**SUPPLIED DATA**

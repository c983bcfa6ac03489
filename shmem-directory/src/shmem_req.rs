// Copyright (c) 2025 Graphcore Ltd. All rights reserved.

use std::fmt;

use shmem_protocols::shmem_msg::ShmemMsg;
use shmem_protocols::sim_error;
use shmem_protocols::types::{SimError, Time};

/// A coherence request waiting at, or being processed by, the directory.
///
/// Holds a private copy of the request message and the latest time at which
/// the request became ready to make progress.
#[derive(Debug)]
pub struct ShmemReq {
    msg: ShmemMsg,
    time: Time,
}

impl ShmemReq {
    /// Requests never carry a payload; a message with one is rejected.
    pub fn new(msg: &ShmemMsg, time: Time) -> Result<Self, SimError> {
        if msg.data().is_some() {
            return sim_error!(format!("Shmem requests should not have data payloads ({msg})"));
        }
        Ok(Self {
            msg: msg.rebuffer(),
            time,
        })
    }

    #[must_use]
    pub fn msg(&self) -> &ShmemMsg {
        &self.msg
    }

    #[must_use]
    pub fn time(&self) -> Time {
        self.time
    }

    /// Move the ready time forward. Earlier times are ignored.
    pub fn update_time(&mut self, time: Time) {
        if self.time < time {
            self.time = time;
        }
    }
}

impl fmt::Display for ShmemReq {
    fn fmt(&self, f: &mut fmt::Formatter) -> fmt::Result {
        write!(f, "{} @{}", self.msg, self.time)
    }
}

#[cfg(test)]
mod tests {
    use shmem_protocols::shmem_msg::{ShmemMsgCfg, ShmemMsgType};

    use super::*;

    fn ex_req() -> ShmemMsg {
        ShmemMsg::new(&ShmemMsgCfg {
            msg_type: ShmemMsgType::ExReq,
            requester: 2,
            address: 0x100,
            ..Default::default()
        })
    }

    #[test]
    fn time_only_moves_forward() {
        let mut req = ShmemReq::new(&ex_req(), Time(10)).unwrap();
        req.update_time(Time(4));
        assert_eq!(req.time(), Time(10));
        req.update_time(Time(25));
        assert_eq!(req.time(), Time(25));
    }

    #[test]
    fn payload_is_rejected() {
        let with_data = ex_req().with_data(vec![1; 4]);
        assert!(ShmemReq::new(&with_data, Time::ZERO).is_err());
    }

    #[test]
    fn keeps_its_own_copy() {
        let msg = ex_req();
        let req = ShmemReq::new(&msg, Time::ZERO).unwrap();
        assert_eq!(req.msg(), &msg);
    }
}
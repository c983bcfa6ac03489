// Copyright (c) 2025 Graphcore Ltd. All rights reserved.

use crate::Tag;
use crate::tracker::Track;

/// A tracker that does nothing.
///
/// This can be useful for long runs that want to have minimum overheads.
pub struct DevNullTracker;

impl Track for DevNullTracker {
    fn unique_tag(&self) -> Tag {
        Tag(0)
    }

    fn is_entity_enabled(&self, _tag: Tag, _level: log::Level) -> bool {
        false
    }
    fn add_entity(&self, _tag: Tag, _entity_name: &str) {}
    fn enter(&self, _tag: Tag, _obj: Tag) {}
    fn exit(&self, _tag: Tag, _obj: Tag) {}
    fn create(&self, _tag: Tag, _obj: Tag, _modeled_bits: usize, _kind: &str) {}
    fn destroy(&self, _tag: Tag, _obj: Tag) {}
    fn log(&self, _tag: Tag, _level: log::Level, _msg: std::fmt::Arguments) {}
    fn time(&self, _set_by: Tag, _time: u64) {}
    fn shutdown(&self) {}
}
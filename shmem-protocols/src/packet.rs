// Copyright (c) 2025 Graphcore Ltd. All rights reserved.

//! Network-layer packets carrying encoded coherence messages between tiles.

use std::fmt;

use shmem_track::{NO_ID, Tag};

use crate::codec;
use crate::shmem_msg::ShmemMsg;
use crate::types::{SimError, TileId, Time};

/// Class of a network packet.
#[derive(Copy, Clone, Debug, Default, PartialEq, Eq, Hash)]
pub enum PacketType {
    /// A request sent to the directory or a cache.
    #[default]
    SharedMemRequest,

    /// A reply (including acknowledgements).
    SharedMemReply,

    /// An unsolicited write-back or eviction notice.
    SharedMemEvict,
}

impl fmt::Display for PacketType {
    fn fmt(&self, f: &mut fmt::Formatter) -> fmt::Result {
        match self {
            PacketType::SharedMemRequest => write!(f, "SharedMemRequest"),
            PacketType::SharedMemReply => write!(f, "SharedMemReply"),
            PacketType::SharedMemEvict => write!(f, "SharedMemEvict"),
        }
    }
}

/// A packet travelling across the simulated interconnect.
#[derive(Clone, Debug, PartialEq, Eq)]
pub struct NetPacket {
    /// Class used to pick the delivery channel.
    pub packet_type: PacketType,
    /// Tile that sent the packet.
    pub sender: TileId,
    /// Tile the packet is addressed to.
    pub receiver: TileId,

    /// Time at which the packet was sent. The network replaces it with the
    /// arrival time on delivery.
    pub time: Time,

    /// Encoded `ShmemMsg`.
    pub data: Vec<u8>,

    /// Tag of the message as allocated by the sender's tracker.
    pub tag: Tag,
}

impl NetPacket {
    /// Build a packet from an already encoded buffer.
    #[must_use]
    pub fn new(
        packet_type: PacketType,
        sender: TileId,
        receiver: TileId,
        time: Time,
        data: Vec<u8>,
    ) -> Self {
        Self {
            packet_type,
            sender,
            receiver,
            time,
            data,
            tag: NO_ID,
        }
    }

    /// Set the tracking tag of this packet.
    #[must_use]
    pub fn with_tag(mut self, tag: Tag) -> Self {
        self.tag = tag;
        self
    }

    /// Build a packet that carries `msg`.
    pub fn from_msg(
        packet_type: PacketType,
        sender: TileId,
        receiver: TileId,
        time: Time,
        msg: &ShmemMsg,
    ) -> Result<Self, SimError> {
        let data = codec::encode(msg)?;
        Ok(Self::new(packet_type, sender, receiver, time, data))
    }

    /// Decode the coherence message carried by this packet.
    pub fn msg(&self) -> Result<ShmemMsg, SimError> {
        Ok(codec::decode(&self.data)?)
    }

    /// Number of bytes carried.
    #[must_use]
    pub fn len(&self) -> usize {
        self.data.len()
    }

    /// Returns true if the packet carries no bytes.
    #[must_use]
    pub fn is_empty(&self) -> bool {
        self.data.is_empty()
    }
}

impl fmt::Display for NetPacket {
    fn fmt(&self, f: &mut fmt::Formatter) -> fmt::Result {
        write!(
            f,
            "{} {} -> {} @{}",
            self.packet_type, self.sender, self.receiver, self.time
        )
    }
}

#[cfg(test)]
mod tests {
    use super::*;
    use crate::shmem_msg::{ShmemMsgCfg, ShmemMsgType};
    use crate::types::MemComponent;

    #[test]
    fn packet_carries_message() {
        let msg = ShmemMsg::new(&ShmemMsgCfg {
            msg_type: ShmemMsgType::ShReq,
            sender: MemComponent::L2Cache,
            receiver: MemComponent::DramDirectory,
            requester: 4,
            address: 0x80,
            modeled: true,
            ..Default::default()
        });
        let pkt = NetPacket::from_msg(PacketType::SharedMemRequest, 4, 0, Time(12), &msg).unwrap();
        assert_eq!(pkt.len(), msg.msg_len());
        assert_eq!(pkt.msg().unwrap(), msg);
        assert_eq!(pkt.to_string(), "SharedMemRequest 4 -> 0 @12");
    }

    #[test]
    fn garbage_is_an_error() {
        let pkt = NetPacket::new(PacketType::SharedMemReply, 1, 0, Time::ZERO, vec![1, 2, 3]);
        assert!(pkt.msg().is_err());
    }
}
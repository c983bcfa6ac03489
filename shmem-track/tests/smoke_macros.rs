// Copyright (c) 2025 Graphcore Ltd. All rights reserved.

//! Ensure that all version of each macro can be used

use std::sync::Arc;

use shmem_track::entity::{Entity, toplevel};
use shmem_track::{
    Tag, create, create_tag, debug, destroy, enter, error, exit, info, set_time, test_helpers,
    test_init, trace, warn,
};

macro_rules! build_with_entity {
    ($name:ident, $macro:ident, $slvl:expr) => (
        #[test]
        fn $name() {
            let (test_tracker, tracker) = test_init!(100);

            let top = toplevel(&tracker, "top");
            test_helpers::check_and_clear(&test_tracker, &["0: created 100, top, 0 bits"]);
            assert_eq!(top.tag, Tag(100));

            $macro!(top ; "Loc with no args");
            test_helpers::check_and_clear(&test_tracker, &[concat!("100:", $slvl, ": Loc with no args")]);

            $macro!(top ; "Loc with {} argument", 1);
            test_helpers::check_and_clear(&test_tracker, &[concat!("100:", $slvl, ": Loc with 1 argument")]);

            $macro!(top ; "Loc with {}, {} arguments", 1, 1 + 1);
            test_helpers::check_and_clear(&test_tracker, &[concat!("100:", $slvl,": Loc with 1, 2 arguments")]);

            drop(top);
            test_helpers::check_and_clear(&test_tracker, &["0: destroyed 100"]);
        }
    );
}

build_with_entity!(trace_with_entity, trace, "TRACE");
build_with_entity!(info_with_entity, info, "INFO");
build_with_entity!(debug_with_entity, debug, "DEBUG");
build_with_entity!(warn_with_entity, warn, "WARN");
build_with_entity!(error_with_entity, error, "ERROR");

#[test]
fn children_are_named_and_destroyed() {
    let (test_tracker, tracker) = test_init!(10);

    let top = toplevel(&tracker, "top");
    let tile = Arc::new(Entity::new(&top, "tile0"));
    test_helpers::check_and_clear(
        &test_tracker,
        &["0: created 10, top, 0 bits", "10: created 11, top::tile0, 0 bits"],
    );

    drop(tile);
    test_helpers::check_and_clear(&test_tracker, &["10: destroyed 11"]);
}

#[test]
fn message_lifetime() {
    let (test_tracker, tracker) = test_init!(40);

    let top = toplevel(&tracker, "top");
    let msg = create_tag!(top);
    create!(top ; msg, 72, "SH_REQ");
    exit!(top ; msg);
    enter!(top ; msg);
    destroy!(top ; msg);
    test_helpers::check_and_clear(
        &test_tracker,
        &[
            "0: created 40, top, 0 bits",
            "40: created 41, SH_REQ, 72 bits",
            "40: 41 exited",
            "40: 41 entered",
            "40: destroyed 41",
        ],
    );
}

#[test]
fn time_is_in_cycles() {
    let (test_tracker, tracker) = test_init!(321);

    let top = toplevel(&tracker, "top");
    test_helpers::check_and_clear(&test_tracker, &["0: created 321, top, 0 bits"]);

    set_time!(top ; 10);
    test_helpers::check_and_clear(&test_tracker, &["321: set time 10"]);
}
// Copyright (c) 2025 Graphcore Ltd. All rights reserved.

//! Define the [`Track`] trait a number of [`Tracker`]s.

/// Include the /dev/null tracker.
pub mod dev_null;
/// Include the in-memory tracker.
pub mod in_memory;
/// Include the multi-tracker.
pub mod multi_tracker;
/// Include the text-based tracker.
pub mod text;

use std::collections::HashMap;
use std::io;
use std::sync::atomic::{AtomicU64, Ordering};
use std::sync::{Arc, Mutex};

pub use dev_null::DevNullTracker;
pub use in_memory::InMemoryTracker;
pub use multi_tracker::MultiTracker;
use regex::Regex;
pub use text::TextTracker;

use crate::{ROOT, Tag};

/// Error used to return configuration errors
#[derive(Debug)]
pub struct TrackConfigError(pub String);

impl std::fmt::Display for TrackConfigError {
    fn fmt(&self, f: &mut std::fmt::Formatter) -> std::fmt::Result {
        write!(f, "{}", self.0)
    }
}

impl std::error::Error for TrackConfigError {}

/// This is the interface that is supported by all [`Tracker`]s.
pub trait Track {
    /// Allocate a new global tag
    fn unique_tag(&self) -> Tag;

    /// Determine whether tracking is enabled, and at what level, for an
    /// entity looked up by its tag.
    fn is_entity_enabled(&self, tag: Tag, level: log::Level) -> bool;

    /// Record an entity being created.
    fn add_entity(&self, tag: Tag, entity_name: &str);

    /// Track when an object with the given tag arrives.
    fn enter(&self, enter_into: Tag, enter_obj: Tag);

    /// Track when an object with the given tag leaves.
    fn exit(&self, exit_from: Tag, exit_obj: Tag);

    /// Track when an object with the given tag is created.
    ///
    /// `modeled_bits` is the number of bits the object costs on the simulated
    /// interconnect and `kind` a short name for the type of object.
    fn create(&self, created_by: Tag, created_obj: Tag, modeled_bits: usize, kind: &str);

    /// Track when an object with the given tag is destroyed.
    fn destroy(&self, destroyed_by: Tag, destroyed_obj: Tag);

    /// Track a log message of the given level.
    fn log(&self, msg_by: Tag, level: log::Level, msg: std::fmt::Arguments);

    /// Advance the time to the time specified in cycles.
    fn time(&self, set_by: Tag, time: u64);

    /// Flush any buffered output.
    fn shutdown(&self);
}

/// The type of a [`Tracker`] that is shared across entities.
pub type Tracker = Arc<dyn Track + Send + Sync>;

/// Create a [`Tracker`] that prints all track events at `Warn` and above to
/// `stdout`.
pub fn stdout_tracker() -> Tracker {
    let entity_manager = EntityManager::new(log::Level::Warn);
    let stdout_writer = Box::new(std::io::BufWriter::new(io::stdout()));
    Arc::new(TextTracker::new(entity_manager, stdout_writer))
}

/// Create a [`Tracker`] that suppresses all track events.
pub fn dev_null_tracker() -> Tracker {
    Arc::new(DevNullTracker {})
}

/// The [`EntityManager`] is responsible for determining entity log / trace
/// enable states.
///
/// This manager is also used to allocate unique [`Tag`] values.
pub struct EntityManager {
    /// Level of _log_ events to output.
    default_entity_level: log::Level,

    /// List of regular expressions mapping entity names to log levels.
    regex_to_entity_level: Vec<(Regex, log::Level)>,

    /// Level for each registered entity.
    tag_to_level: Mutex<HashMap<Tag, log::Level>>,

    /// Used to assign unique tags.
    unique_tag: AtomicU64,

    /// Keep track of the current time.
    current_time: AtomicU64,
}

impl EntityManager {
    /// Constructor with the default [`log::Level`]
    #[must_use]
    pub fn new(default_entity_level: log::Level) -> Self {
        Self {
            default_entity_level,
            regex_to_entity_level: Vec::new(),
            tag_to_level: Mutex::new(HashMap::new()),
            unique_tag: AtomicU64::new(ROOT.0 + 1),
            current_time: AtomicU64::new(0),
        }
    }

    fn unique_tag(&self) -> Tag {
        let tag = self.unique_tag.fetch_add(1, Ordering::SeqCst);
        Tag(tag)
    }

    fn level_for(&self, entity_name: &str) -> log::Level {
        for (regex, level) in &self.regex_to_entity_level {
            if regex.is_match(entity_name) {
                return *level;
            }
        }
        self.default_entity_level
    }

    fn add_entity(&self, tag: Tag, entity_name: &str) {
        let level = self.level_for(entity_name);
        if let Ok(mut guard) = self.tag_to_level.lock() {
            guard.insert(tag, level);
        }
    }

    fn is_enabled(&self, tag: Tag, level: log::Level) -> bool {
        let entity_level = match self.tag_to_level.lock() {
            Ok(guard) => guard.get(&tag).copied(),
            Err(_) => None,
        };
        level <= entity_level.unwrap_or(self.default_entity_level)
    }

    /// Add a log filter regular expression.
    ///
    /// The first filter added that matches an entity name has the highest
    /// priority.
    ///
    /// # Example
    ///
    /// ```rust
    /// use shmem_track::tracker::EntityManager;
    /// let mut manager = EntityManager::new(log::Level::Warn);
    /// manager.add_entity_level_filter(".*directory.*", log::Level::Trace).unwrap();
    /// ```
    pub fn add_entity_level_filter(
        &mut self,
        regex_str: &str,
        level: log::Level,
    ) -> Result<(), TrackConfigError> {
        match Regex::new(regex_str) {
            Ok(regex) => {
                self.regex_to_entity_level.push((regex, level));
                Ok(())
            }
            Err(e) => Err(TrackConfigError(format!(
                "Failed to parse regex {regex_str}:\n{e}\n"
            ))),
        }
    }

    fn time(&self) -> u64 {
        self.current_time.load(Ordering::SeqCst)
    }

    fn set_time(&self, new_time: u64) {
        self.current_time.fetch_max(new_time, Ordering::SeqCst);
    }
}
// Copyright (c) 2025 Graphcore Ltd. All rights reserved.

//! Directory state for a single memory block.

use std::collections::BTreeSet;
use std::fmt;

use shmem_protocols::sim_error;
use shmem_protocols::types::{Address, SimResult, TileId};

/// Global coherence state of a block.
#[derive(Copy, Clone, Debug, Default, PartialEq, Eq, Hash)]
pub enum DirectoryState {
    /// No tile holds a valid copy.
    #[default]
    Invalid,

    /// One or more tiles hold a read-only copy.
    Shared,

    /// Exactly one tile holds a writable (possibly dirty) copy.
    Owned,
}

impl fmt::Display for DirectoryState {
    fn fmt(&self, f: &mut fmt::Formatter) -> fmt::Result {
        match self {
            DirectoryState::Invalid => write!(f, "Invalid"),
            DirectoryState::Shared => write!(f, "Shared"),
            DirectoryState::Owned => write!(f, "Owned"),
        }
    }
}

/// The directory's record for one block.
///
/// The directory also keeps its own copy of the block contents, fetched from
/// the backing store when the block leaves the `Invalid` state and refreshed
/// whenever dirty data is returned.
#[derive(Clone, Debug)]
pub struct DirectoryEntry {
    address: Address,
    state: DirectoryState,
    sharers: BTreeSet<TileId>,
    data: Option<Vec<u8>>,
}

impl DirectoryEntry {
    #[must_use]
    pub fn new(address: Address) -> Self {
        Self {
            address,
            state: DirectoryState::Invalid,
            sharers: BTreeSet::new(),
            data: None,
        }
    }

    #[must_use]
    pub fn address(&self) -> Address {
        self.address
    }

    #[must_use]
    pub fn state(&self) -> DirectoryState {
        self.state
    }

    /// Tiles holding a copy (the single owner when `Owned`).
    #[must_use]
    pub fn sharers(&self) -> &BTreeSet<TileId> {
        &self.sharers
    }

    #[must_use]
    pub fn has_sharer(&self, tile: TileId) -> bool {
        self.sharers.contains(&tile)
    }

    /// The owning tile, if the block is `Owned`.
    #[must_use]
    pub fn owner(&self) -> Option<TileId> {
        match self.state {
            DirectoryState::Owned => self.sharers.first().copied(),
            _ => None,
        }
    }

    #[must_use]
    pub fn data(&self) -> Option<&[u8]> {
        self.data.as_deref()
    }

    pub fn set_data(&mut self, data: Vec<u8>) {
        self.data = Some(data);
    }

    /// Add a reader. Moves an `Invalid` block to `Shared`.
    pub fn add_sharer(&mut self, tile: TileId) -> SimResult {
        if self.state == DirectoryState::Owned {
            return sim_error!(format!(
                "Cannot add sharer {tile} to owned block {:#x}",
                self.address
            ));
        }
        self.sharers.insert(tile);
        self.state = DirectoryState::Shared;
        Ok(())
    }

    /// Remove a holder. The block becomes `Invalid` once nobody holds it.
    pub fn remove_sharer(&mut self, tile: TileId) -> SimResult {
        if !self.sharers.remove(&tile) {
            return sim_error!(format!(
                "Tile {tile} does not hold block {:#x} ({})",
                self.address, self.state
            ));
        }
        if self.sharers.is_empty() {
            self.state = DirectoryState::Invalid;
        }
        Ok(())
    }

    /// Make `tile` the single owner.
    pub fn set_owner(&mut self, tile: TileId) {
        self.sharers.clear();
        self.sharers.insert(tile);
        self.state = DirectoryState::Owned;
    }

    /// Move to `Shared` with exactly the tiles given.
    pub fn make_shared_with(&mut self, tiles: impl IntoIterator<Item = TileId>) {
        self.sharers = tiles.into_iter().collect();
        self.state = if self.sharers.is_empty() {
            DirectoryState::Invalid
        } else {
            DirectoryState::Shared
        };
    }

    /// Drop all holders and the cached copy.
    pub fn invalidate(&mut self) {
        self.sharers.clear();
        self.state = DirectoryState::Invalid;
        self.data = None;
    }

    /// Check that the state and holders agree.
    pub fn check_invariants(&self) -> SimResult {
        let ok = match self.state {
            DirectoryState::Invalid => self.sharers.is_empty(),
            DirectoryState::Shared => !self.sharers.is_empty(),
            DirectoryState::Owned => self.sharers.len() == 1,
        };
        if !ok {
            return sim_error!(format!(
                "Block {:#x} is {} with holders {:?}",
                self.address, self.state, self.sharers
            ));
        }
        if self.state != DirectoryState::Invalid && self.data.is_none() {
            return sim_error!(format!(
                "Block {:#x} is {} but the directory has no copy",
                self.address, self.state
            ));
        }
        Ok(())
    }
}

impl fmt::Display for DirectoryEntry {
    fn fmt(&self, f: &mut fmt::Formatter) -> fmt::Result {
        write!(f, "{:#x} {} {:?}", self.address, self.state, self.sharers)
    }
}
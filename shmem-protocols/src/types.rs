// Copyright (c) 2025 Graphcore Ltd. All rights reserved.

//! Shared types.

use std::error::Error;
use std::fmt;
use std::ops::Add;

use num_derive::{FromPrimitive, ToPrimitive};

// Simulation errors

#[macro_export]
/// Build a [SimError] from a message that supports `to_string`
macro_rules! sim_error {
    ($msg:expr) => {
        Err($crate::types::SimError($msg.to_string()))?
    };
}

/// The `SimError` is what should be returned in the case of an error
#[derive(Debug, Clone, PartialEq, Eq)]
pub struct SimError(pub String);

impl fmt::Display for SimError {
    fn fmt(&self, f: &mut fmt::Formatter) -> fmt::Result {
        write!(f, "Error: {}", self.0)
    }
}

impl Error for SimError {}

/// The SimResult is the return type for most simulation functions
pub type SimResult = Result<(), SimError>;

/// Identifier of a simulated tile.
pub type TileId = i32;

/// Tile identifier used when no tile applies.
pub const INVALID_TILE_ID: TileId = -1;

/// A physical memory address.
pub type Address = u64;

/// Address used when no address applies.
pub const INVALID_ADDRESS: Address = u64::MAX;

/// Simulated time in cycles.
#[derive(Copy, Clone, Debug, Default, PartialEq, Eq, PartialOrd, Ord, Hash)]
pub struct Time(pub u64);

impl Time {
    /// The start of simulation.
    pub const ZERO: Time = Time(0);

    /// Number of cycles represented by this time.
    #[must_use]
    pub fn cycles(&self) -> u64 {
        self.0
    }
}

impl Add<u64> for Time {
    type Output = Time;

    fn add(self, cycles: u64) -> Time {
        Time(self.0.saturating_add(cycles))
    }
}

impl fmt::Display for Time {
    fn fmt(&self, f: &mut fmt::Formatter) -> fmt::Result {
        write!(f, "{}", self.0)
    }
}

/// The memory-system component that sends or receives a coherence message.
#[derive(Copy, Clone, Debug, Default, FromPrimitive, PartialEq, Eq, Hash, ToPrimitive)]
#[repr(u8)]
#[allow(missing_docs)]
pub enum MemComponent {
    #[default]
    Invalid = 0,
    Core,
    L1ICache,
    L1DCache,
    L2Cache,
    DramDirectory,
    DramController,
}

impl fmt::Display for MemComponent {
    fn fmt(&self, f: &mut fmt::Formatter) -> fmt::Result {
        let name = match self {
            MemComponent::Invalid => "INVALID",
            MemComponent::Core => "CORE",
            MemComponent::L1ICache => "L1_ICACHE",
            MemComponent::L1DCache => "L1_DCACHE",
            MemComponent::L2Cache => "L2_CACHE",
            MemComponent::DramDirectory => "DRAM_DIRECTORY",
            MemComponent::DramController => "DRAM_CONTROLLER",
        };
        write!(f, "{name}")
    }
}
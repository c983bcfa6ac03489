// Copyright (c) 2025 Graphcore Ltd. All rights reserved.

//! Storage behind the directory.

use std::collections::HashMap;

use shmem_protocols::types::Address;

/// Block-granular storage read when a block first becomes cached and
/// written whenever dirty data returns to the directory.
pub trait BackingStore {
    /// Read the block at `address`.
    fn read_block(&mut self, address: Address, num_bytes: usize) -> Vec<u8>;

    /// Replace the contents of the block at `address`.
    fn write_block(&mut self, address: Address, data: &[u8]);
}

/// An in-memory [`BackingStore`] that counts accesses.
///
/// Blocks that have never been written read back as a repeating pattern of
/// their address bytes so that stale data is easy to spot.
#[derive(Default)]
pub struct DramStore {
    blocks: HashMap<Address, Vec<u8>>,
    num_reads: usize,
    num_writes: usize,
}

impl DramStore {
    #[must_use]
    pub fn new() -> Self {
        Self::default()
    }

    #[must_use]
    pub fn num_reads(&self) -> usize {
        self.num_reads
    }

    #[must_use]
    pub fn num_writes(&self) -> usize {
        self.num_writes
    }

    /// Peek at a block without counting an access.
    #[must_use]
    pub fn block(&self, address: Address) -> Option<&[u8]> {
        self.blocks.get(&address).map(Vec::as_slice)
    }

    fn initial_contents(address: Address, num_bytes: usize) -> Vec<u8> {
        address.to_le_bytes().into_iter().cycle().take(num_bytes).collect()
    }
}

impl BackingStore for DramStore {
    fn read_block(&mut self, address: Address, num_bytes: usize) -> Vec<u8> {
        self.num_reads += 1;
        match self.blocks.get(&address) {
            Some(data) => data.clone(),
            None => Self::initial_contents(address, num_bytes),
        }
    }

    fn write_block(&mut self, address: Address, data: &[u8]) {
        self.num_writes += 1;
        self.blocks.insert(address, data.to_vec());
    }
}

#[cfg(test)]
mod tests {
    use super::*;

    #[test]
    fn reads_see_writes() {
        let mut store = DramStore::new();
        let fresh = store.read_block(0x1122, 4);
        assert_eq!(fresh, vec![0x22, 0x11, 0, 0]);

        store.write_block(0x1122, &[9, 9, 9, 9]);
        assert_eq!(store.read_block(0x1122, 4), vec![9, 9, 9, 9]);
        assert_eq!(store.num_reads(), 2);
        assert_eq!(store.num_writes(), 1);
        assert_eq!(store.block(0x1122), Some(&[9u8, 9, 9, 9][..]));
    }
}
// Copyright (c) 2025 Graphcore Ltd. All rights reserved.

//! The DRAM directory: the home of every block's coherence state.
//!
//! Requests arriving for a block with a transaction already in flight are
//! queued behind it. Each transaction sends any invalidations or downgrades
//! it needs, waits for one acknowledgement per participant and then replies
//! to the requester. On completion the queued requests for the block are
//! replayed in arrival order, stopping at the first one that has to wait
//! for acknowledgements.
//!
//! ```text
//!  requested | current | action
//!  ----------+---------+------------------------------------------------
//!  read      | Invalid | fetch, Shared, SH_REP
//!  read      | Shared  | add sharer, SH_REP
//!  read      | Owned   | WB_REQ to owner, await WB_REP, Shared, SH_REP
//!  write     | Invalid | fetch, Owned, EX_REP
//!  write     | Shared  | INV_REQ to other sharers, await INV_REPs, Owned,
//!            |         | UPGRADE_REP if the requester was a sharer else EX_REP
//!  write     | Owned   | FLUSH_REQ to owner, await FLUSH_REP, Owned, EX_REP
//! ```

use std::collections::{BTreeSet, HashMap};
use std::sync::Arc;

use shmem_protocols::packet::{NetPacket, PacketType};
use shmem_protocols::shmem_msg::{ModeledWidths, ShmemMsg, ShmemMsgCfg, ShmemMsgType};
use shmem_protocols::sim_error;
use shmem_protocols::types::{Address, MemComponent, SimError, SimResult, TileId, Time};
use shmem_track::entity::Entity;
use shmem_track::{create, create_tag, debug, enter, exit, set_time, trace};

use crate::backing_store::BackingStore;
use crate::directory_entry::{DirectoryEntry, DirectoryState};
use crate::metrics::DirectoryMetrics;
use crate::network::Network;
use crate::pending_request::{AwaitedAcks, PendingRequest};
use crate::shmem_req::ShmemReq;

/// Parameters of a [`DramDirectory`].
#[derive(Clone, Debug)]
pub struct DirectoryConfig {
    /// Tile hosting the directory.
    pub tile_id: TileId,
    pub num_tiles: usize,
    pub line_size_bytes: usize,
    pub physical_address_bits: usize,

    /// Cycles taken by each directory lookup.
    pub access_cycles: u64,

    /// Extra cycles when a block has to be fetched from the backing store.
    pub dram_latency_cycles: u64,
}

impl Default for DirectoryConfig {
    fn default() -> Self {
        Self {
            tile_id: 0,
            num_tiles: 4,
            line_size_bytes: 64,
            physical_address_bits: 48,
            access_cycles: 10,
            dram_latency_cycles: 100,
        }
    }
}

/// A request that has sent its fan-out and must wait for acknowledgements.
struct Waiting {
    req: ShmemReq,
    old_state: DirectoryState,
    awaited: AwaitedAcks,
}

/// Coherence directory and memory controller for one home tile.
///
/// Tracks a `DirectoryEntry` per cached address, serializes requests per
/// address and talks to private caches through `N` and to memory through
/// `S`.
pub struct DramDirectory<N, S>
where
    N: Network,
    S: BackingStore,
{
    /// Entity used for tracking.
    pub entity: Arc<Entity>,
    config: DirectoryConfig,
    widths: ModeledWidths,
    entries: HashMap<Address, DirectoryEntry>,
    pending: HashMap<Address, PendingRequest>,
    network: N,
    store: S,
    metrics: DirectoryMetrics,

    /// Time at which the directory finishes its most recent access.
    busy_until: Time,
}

**WORK REQUIRED**
Return only the lines from the beginning of the material up to and including the line with "pub struct ShmemReq", exactly as written.

**TASK OUTPUT**
repository c983bcfa6ac03489
filename shmem-directory/src/shmem_req.rs
// Copyright (c) 2025 Graphcore Ltd. All rights reserved.

use std::fmt;

use shmem_protocols::shmem_msg::ShmemMsg;
use shmem_protocols::sim_error;
use shmem_protocols::types::{SimError, Time};

/// A coherence request waiting at, or being processed by, the directory.
///
/// Holds a private copy of the request message and the latest time at which
/// the request became ready to make progress.
#[derive(Debug)]
pub struct ShmemReq {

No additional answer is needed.